Your assignment:
What do the lines say, reproduced word for word, from the first of the entries below through the line bearing "configured pipeline parallelism."?

Material provided:
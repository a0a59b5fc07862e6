//! # Configuration
//!
//! Durable engine settings live in `.rinne/config/config.toml`. Every field
//! has a default, so a repository without a config file behaves sensibly;
//! values are validated after parsing (compression level range, chunker
//! bounds, worker count) before any operation runs.

use serde::{Deserialize, Serialize};
use std::fs;

use crate::chunker::ChunkerParams;
use crate::compress;
use crate::error::{ConfigError, Result};
use crate::layout::RepoLayout;

/// Hard ceiling on configured pipeline parallelism.
const MAX_WORKERS: usize = 64;

/// Engine settings controlling the save pipeline and snapshot texture.
#[derive(Debug, Serialize, Deserialize, Clone)]
pub struct Settings {
    /// Pipeline parallelism. 0 selects `clamp(processor_count, 1, 16)`.
    #[serde(default)]
    pub workers: usize,

    /// Zstd level for chunk storage (1-19, default 3).
    #[serde(default = "default_compression_level")]
    pub compression_level: i32,

    /// Chunker minimum chunk size in bytes.
    #[serde(default = "default_chunk_min")]
    pub chunk_min: u32,

    /// Chunker average (target) chunk size in bytes.
    #[serde(default = "default_chunk_avg")]
    pub chunk_avg: u32,

    /// Chunker maximum chunk size in bytes.
    #[serde(default = "default_chunk_max")]
    pub chunk_max: u32,

    /// Write a UTF-8 BOM at the start of `note.md` files.
    #[serde(default = "default_true")]
    pub note_bom: bool,

    /// Use CRLF line endings in `note.md` files.
    #[serde(default)]
    pub note_crlf: bool,

    /// Append engine events to a plain-text log under `.rinne/logs/`.
    #[serde(default)]
    pub log_to_file: bool,

    /// Space assumed when the `snapshots/current` pointer is absent.
    #[serde(default)]
    pub current_space: Option<String>,
}

impl Default for Settings {
    fn default() -> Self {
        Self {
            workers: 0,
            compression_level: default_compression_level(),
            chunk_min: default_chunk_min(),
            chunk_avg: default_chunk_avg(),
            chunk_max: default_chunk_max(),
            note_bom: true,
            note_crlf: false,
            log_to_file: false,
            current_space: None,
        }
    }
}

fn default_compression_level() -> i32 {
    compress::DEFAULT_LEVEL
}
fn default_chunk_min() -> u32 {
    ChunkerParams::DEFAULT.min
}
fn default_chunk_avg() -> u32 {
    ChunkerParams::DEFAULT.avg
}
fn default_chunk_max() -> u32 {
    ChunkerParams::DEFAULT.max
}
fn default_true() -> bool {
    true
}

impl Settings {
    /// Effective pipeline parallelism for this machine.
    pub fn effective_workers(&self) -> usize {
        if self.workers > 0 {
            self.workers
        } else {
            num_cpus::get().clamp(1, 16)
        }
    }

    pub fn chunker_params(&self) -> ChunkerParams {
        ChunkerParams {
            min: self.chunk_min,
            avg: self.chunk_avg,
            max: self.chunk_max,
        }
    }

    pub fn note_options(&self) -> crate::meta::NoteOptions {
        crate::meta::NoteOptions {
            bom: self.note_bom,
            crlf: self.note_crlf,
        }
    }
}

/// Loads settings from the repository config file; absent file = defaults.
pub fn load(layout: &RepoLayout) -> Result<Settings> {
    let path = layout.config_file();
    let settings: Settings = match fs::read_to_string(&path) {
        Ok(text) => toml::from_str(&text).map_err(|source| ConfigError::Parse { source })?,
        Err(e) if e.kind() == std::io::ErrorKind::NotFound => Settings::default(),
        Err(e) => return Err(e.into()),
    };
    validate(&settings)?;
    Ok(settings)
}

/// Writes a default config file during `init` (skipped if one exists).
pub fn write_default(layout: &RepoLayout) -> Result<()> {
    let path = layout.config_file();
    if path.exists() {
        return Ok(());
    }
    fs::create_dir_all(layout.config_dir())?;
    let toml_str = toml::to_string_pretty(&Settings::default())
        .map_err(|e| anyhow::anyhow!("failed to serialize config: {e}"))?;
    fs::write(&path, toml_str)?;
    Ok(())
}

fn validate(settings: &Settings) -> std::result::Result<(), ConfigError> {
    if settings.compression_level < compress::MIN_LEVEL
        || settings.compression_level > compress::MAX_LEVEL
    {
        return Err(ConfigError::Validation {
            message: format!(
                "compression_level must be between {} and {}, got {}",
                compress::MIN_LEVEL,
                compress::MAX_LEVEL,
                settings.compression_level
            ),
        });
    }

    if settings.workers > MAX_WORKERS {
        return Err(ConfigError::Validation {
            message: format!("workers must be at most {MAX_WORKERS}, got {}", settings.workers),
        });
    }

    settings
        .chunker_params()
        .validate()
        .map_err(|e| ConfigError::Validation {
            message: e.to_string(),
        })?;

    if let Some(space) = &settings.current_space {
        crate::space::validate_name(space).map_err(|e| ConfigError::Validation {
            message: e.to_string(),
        })?;
    }

    Ok(())
}
/// Materialises a snapshot's payload from its manifest.
///
/// `ephemeral` hydrates into `temp/<id>/` and returns that path; otherwise
/// the payload lands in the snapshot's own `snapshots/` directory.
pub fn hydrate(
    layout: &RepoLayout,
    store: &ChunkStore,
    space: &str,
    id: &str,
    ephemeral: bool,
    workers: usize,
    cancel: &CancelToken,
) -> Result<PathBuf> {
    let manifest = load_snapshot_manifest(layout, id)?;
    let dest = if ephemeral {
        layout.temp_dir().join(id)
    } else {
        layout.payload_dir(space, id)
    };
    restore_manifest(
        store,
        &manifest,
        &RestoreOptions::new(dest.clone(), workers),
        cancel,
    )?;
    Ok(dest)
}

/// Loads the manifest backing a snapshot id.
pub fn load_snapshot_manifest(layout: &RepoLayout, id: &str) -> Result<Manifest> {
    let path = layout.manifest_file(id);
    if !path.is_file() {
        return Err(RestoreError::ManifestMissing(id.to_string()).into());
    }
    Manifest::load(&path)
}

/// Clears a restore destination of everything except the control directory.
pub fn purge_destination(dest: &Path) -> Result<()> {
    if !dest.is_dir() {
        return Ok(());
    }
    for entry in fs::read_dir(dest)? {
        let entry = entry?;
        if entry.file_name() == CONTROL_DIR {
            continue;
        }
        let path = entry.path();
        if entry.file_type()?.is_dir() {
            fs::remove_dir_all(&path)?;
        } else {
            fs::remove_file(&path)?;
        }
    }
    Ok(())
}

// ─── Internals ──────────────────────────────────────────────────────────────

struct Selected<'a> {
    /// `(record, output-relative path)` pairs.
    files: Vec<(&'a FileRecord, String)>,
    dirs: Vec<String>,
}
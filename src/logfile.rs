//! Optional plain-text file log under `.rinne/logs/`.
//!
//! One UTC-timestamped line per event, append-only, one file per day.
//! Logging failures are swallowed: the log is an aid, never a dependency.

use std::fs::OpenOptions;
use std::io::Write;
use std::sync::Mutex;

use chrono::Utc;

use crate::layout::RepoLayout;

/// Handle to the (possibly disabled) engine log.
#[derive(Debug)]
pub struct FileLog {
    sink: Option<Mutex<std::fs::File>>,
}

impl FileLog {
    /// Opens today's log file for appending, or returns a disabled logger.
    pub fn open(layout: &RepoLayout, enabled: bool) -> FileLog {
        if !enabled {
            return FileLog { sink: None };
        }
        let dir = layout.logs_dir();
        let sink = std::fs::create_dir_all(&dir)
            .ok()
            .and_then(|_| {
                let name = format!("rinne-{}.log", Utc::now().format("%Y%m%d"));
                OpenOptions::new()
                    .create(true)
                    .append(true)
                    .open(dir.join(name))
                    .ok()
            })
            .map(Mutex::new);
        FileLog { sink }
    }

    /// A logger that records nothing.
    pub fn disabled() -> FileLog {
        FileLog { sink: None }
    }

    /// Appends one event line.
    pub fn line(&self, message: &str) {
        if let Some(sink) = &self.sink {
            if let Ok(mut file) = sink.lock() {
                let _ = writeln!(file, "{} {message}", Utc::now().format("%Y-%m-%dT%H:%M:%S%.3fZ"));
            }
        }
    }
}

The completed task:
repository a0a59b5fc07862e6
//! # Configuration
//!
//! Durable engine settings live in `.rinne/config/config.toml`. Every field
//! has a default, so a repository without a config file behaves sensibly;
//! values are validated after parsing (compression level range, chunker
//! bounds, worker count) before any operation runs.

use serde::{Deserialize, Serialize};
use std::fs;

use crate::chunker::ChunkerParams;
use crate::compress;
use crate::error::{ConfigError, Result};
use crate::layout::RepoLayout;

/// Hard ceiling on configured pipeline parallelism.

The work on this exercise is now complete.